Josh assumed too much—and that included something which seemed to come close to being droit de seigneur! He made love to her with disturbing assurance, and Prue despised herself for letting it happen.

She must make sure that Josh never got another chance to do that to her!

She had asked her father a few casual questions about Josh's private life without getting any clear answers, and she dared not seem too inquisitive in case her curiosity was misunderstood, but she couldn't help wondering if Josh made passes at every woman he met!

How on earth could she ask her father that, though? She certainly couldn't ask Josh. She would just have to pick up any clues she could, and again she regretted the fact that Betty Cain was so reluctant to talk.
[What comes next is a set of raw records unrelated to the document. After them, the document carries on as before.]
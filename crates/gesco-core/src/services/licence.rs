//! Use case Licences logicielles
//!
//! Durées par type : trial 2 mois, standard 6, premium 12. Prolongations :
//! trial/standard 3 max, premium illimité.

use chrono::Utc;

use crate::domain::licence::add_months;
use crate::domain::{
    Licence, LicenceCreate, LicenceType, LicenceUpdate, LicenceValidite, NewLicence,
};
use crate::error::DomainError;
use crate::messages;
use crate::repositories::{EntrepriseRepository, LicenceFilter, LicenceRepository};

pub struct LicenceService<L, E>
where
    L: LicenceRepository,
    E: EntrepriseRepository,
{
    licences: L,
    entreprises: E,
}

impl<L, E> LicenceService<L, E>
where
    L: LicenceRepository,
    E: EntrepriseRepository,
{
    pub fn new(licences: L, entreprises: E) -> Self {
        Self {
            licences,
            entreprises,
        }
    }

    pub async fn get_or_404(&self, id: i64) -> Result<Licence, DomainError> {
        self.licences
            .find_by_id(id)
            .await?
            .ok_or_else(|| DomainError::not_found(messages::LICENCE_NOT_FOUND))
    }

    pub async fn list(&self, filter: &LicenceFilter) -> Result<Vec<Licence>, DomainError> {
        if let Some(entreprise_id) = filter.entreprise_id {
            if self.entreprises.find_by_id(entreprise_id).await?.is_none() {
                return Err(DomainError::not_found(messages::ENTREPRISE_NOT_FOUND));
            }
        }
        self.licences.find_all(filter).await
    }

    /// Vérifie si l'entreprise dispose d'une licence actuellement valide et
    /// motive le refus le cas échéant.
    pub async fn verifier_validite(
        &self,
        entreprise_id: i64,
    ) -> Result<LicenceValidite, DomainError> {
        let today = Utc::now().date_naive();
        if let Some(licence) = self
            .licences
            .find_valid_for_entreprise(entreprise_id, today)
            .await?
        {
            return Ok(LicenceValidite::valide(licence.ends_on));
        }
        match self.licences.find_latest_for_entreprise(entreprise_id).await? {
            Some(derniere) if !derniere.is_enabled => Ok(LicenceValidite::invalide(
                messages::LICENCE_INACTIVE,
                Some(derniere.ends_on),
            )),
            Some(derniere) => Ok(LicenceValidite::invalide(
                messages::LICENCE_EXPIREE,
                Some(derniere.ends_on),
            )),
            None => Ok(LicenceValidite::invalide(messages::LICENCE_NOT_FOUND, None)),
        }
    }

    pub async fn create(&self, data: LicenceCreate) -> Result<Licence, DomainError> {
        if self
            .entreprises
            .find_by_id(data.entreprise_id)
            .await?
            .is_none()
        {
            return Err(DomainError::not_found(messages::ENTREPRISE_NOT_FOUND));
        }
        let key = data.licence_key.trim().to_uppercase();
        if key.is_empty() {
            return Err(DomainError::bad_request(messages::LICENCE_CLE_INVALIDE));
        }
        if self
            .licences
            .find_by_entreprise_and_key(data.entreprise_id, &key)
            .await?
            .is_some()
        {
            return Err(DomainError::conflict(messages::LICENCE_CLE_EXISTS));
        }
        let licence_type = LicenceType::parse(&data.licence_type)
            .ok_or_else(|| DomainError::bad_request(messages::LICENCE_TYPE_INVALIDE))?;
        let ends_on = add_months(data.starts_on, licence_type.duration_months());
        self.licences
            .insert(&NewLicence {
                entreprise_id: data.entreprise_id,
                licence_key: key,
                licence_type,
                starts_on: data.starts_on,
                ends_on,
            })
            .await
    }

    pub async fn update(&self, id: i64, data: LicenceUpdate) -> Result<Licence, DomainError> {
        let mut licence = self.get_or_404(id).await?;
        if let Some(ends_on) = data.ends_on {
            if ends_on <= licence.starts_on {
                return Err(DomainError::bad_request(messages::LICENCE_DATE_FIN));
            }
            licence.ends_on = ends_on;
        }
        if let Some(is_enabled) = data.is_enabled {
            licence.is_enabled = is_enabled;
        }
        self.licences.update(&licence).await
    }

    /// Marque la licence activée (première activation seulement).
    pub async fn activer(&self, id: i64) -> Result<Licence, DomainError> {
        let mut licence = self.get_or_404(id).await?;
        if licence.activated_at.is_none() {
            licence.activated_at = Some(Utc::now());
        }
        self.licences.update(&licence).await
    }

    /// Prolonge la licence de la durée de son type, dans la limite des
    /// prolongations autorisées.
    pub async fn prolonger(&self, id: i64) -> Result<Licence, DomainError> {
        let mut licence = self.get_or_404(id).await?;
        if !licence.is_enabled {
            return Err(DomainError::bad_request(messages::LICENCE_INACTIVE));
        }
        if !licence.can_extend() {
            return Err(DomainError::bad_request(messages::LICENCE_PROLONGATION_MAX));
        }
        licence.ends_on = add_months(licence.ends_on, licence.licence_type.duration_months());
        licence.extensions_used += 1;
        self.licences.update(&licence).await
    }
}

#[cfg(test)]
mod tests {
    use super::*;
    use chrono::NaiveDate;

    use crate::repositories::{MockEntrepriseRepository, MockLicenceRepository};

    fn d(y: i32, m: u32, day: u32) -> NaiveDate {
        NaiveDate::from_ymd_opt(y, m, day).unwrap()
    }

    fn licence(licence_type: LicenceType, extensions_used: i32, enabled: bool) -> Licence {
        Licence {
            id: 9,
            entreprise_id: 1,
            licence_key: "GESCO-KEY".into(),
            licence_type,
            starts_on: d(2026, 1, 1),
            ends_on: d(2026, 7, 1),
            is_enabled: enabled,
            extensions_used,
            activated_at: None,
            created_at: Utc::now(),
            updated_at: Utc::now(),
        }
    }

    #[tokio::test]
    async fn prolonger_extends_by_type_duration() {
        let mut licences = MockLicenceRepository::new();
        licences
            .expect_find_by_id()
            .returning(|_| Ok(Some(licence(LicenceType::Standard, 0, true))));
        licences
            .expect_update()
            .returning(|l| Ok(l.clone()));
        let svc = LicenceService::new(licences, MockEntrepriseRepository::new());

        let updated = svc.prolonger(9).await.unwrap();
        assert_eq!(updated.ends_on, d(2027, 1, 1));
        assert_eq!(updated.extensions_used, 1);
    }

    #[tokio::test]
    async fn prolonger_respects_extension_cap() {
        let mut licences = MockLicenceRepository::new();
        licences
            .expect_find_by_id()
            .returning(|_| Ok(Some(licence(LicenceType::Trial, 3, true))));
        let svc = LicenceService::new(licences, MockEntrepriseRepository::new());
        assert!(matches!(
            svc.prolonger(9).await,
            Err(DomainError::BadRequest(_))
        ));
    }

    #[tokio::test]
    async fn prolonger_refuses_disabled_licence() {
        let mut licences = MockLicenceRepository::new();
        licences
            .expect_find_by_id()
            .returning(|_| Ok(Some(licence(LicenceType::Premium, 10, false))));
        let svc = LicenceService::new(licences, MockEntrepriseRepository::new());
        assert!(matches!(
            svc.prolonger(9).await,
            Err(DomainError::BadRequest(_))
        ));
    }

    #[tokio::test]
    async fn validite_reports_expired_licence() {
        let mut licences = MockLicenceRepository::new();
        licences
            .expect_find_valid_for_entreprise()
            .returning(|_, _| Ok(None));
        licences
            .expect_find_latest_for_entreprise()
            .returning(|_| Ok(Some(licence(LicenceType::Standard, 0, true))));
        let svc = LicenceService::new(licences, MockEntrepriseRepository::new());

        let v = svc.verifier_validite(1).await.unwrap();
        assert!(!v.valide);
        assert_eq!(v.message, messages::LICENCE_EXPIREE);
        assert_eq!(v.date_fin, Some(d(2026, 7, 1)));
    }
}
If Betty had been the chatty type, Prue might have picked up all the local gossip. The Killanes were the most important family for miles; most local people were probably fascinated by them and their affairs, especially their love-affairs.

It was bad luck that the woman who worked for her father should be so taciturn. Only that morning, she had said to her father, 'Betty doesn't say much, does she?' and James Allardyce had laughed, shaking his head.

'Why do you think I have her here? She doesn't spread scandal about my affairs, and one look at her and nobody thinks there's anything immoral going on betwixt me and her.'

She chuckled at that idea. 'No, 1 don't suppose they do.'

Her father took her to lunch near the hospital, in a pretty little restaurant with red and white checked curtains and tablecloths. The food was home-cooked and excellent; Prue had soup followed by a vegetable casserole topped with grated cheese, her father had the roast of the day, beef, with Yorkshire pudding. He had a plum pie dessert, too, but Prue skipped that and just had coffee.

Her father had nodded to several other customers who kept staring across the little restaurant at their table.

'They're wondering where I picked up the pretty girl half my age!'

James Allardyce said complacently, winking at her.

They probably knew she was his daughter, thought Prue. She was beginning to know these people! Gossip moved at the speed of light.